TASK ITEM: In the data below, the answer is the run of lines from the line containing "pub fn from_file<P: AsRef<Path>>(path: P)" through the line containing "pub fn save_to<P: AsRef<Path>>(&self, path: P)", both included; print it exactly and nothing else.
[Opening LISTED RECORDS section]
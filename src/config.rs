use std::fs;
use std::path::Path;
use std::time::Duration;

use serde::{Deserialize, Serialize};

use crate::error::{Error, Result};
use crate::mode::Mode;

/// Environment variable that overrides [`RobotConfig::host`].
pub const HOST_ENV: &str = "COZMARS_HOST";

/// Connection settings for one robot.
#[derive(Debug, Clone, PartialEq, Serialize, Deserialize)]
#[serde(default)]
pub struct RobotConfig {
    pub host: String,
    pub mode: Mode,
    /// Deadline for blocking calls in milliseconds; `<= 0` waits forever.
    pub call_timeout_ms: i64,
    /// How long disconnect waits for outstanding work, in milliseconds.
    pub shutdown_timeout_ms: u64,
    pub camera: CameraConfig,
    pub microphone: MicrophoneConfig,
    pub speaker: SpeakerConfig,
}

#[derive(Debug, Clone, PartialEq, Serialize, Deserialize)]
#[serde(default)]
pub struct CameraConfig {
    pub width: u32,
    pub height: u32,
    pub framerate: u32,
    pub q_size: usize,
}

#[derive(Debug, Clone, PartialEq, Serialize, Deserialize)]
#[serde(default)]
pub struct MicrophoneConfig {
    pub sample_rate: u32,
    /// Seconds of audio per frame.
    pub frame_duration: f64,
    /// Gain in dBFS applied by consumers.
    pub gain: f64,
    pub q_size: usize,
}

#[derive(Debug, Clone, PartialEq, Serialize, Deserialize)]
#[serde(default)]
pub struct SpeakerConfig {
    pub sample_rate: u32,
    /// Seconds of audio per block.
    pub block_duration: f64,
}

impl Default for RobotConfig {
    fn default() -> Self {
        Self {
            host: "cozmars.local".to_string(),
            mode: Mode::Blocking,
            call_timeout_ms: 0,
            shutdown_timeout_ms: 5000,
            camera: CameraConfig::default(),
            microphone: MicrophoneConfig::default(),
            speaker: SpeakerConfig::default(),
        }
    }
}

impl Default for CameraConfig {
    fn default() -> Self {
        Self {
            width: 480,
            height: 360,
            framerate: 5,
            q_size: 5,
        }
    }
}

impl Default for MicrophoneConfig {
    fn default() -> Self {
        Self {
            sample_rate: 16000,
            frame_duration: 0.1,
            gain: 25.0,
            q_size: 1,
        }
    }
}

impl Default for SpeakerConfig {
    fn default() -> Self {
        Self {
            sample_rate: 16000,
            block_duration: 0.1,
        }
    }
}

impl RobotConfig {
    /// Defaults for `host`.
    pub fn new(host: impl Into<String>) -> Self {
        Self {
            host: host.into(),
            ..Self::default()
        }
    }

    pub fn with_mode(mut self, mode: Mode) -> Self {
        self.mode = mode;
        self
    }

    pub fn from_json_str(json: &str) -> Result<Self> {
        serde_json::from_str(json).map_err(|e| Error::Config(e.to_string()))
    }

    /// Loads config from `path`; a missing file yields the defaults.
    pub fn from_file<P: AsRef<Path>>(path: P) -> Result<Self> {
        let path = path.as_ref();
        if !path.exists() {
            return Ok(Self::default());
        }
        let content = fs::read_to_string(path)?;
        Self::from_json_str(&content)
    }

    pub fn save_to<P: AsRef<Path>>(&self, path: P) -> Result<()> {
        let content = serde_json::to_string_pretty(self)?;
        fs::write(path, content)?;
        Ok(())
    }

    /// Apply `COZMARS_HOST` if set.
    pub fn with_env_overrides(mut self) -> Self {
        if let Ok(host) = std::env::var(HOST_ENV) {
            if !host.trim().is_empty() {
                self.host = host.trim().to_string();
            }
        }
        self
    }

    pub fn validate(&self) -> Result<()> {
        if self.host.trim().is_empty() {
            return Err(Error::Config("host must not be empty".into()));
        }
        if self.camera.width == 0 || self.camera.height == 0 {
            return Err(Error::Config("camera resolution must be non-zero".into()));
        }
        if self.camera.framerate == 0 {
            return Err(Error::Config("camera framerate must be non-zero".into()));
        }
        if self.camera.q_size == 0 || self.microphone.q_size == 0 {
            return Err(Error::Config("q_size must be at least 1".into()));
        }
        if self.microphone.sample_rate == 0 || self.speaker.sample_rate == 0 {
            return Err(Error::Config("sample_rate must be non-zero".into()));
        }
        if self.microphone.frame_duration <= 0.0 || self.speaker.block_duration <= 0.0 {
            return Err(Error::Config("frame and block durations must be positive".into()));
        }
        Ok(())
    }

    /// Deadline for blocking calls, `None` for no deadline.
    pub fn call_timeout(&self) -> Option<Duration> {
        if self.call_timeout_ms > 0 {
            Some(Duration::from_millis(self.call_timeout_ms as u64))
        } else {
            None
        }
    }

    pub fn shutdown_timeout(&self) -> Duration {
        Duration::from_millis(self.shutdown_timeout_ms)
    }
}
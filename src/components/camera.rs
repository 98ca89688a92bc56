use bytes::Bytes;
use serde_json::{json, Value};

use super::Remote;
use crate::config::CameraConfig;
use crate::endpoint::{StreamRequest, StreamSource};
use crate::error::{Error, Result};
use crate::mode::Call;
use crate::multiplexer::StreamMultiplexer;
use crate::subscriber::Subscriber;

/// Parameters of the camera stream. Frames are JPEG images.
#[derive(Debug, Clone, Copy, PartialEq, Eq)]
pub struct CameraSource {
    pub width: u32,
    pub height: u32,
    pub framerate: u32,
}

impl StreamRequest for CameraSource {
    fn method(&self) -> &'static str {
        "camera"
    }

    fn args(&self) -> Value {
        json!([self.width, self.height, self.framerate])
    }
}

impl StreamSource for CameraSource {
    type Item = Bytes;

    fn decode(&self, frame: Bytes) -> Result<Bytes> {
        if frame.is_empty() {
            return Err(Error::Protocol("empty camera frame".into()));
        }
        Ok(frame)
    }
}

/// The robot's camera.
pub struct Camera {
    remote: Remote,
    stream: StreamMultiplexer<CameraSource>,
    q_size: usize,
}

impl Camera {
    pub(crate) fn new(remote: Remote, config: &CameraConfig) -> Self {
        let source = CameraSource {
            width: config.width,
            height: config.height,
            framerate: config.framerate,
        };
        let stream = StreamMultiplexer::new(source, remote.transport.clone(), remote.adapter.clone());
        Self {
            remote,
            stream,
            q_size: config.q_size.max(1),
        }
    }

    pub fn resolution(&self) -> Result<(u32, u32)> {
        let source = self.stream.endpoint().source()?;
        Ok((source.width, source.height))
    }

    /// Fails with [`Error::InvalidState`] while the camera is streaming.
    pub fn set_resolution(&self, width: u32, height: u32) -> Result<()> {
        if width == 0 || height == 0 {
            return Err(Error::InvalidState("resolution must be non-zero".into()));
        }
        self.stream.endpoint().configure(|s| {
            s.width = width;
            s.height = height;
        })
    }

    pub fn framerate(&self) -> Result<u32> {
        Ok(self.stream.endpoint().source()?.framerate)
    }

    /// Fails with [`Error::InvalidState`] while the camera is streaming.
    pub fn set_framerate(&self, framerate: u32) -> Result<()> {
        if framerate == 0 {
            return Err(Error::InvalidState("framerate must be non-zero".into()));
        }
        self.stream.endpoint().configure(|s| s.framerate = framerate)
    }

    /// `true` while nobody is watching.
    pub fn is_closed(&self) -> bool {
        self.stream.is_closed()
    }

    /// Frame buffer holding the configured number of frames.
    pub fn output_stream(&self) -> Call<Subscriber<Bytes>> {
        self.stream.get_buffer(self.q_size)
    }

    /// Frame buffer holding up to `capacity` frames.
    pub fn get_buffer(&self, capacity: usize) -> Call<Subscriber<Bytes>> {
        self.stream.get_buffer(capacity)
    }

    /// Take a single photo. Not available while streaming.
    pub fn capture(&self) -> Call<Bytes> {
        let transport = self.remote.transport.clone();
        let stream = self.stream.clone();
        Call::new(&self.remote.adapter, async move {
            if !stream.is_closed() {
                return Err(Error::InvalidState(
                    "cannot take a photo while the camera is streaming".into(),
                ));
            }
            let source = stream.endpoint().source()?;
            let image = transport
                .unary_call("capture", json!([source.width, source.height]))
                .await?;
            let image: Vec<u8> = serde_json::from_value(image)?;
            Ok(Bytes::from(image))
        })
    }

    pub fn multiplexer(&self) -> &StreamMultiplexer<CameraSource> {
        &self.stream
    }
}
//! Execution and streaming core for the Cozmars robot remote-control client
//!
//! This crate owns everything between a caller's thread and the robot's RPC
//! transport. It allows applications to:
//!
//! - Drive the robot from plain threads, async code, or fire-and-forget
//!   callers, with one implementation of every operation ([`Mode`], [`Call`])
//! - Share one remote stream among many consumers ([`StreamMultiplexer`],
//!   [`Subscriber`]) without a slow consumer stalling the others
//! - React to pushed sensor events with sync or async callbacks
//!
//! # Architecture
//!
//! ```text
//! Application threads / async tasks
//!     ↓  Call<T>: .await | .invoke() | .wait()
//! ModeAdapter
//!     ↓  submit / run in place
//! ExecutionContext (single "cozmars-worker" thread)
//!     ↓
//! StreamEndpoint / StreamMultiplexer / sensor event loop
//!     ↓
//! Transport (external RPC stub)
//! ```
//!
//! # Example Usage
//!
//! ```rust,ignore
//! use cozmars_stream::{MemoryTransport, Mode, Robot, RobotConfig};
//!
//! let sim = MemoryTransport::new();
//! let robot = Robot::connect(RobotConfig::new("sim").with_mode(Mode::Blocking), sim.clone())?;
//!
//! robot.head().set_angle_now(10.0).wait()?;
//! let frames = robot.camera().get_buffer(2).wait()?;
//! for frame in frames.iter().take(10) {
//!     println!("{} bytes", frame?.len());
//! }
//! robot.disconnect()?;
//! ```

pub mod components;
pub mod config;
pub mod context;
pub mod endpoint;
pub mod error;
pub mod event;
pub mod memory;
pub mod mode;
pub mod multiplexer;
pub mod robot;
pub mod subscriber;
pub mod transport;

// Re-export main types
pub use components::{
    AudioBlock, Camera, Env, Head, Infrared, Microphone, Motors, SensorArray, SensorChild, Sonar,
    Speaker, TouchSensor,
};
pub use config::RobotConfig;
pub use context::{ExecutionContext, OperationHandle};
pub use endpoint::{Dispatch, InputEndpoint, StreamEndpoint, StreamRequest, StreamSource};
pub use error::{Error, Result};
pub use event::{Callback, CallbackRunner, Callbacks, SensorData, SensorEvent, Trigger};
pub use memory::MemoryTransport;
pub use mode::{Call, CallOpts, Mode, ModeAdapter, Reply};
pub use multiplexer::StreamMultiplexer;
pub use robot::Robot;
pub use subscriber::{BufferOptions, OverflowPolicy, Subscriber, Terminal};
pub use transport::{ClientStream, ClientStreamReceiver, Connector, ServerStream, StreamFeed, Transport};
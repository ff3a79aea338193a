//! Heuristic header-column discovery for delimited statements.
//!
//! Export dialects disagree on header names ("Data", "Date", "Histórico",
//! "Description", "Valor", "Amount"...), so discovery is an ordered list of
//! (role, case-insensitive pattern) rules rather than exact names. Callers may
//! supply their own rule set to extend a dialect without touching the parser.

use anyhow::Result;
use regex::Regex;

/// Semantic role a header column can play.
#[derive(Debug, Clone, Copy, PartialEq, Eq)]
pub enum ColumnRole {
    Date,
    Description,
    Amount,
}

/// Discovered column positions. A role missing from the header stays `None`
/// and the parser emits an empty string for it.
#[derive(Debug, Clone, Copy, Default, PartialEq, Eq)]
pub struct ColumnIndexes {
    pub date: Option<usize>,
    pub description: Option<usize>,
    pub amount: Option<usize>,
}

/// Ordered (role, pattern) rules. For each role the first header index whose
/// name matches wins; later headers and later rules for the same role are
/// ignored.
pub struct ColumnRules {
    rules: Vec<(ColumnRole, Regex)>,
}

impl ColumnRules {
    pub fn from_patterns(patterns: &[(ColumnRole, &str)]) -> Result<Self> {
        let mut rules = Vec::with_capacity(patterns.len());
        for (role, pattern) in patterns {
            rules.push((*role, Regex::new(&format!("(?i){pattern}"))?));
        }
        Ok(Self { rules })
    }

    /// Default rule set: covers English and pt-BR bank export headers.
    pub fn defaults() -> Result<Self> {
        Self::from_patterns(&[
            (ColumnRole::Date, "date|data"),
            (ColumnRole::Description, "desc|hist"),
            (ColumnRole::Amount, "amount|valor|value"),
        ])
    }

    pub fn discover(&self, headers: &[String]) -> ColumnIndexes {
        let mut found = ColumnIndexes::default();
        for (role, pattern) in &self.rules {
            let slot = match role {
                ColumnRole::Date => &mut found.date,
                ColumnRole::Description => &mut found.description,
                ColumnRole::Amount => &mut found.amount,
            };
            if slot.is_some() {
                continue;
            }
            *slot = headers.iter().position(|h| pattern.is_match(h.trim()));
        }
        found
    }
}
[Closing LISTED RECORDS section]
ANSWER AREA:
    pub fn from_file<P: AsRef<Path>>(path: P) -> Result<Self> {
        let path = path.as_ref();
        if !path.exists() {
            return Ok(Self::default());
        }
        let content = fs::read_to_string(path)?;
        Self::from_json_str(&content)
    }

    pub fn save_to<P: AsRef<Path>>(&self, path: P) -> Result<()> {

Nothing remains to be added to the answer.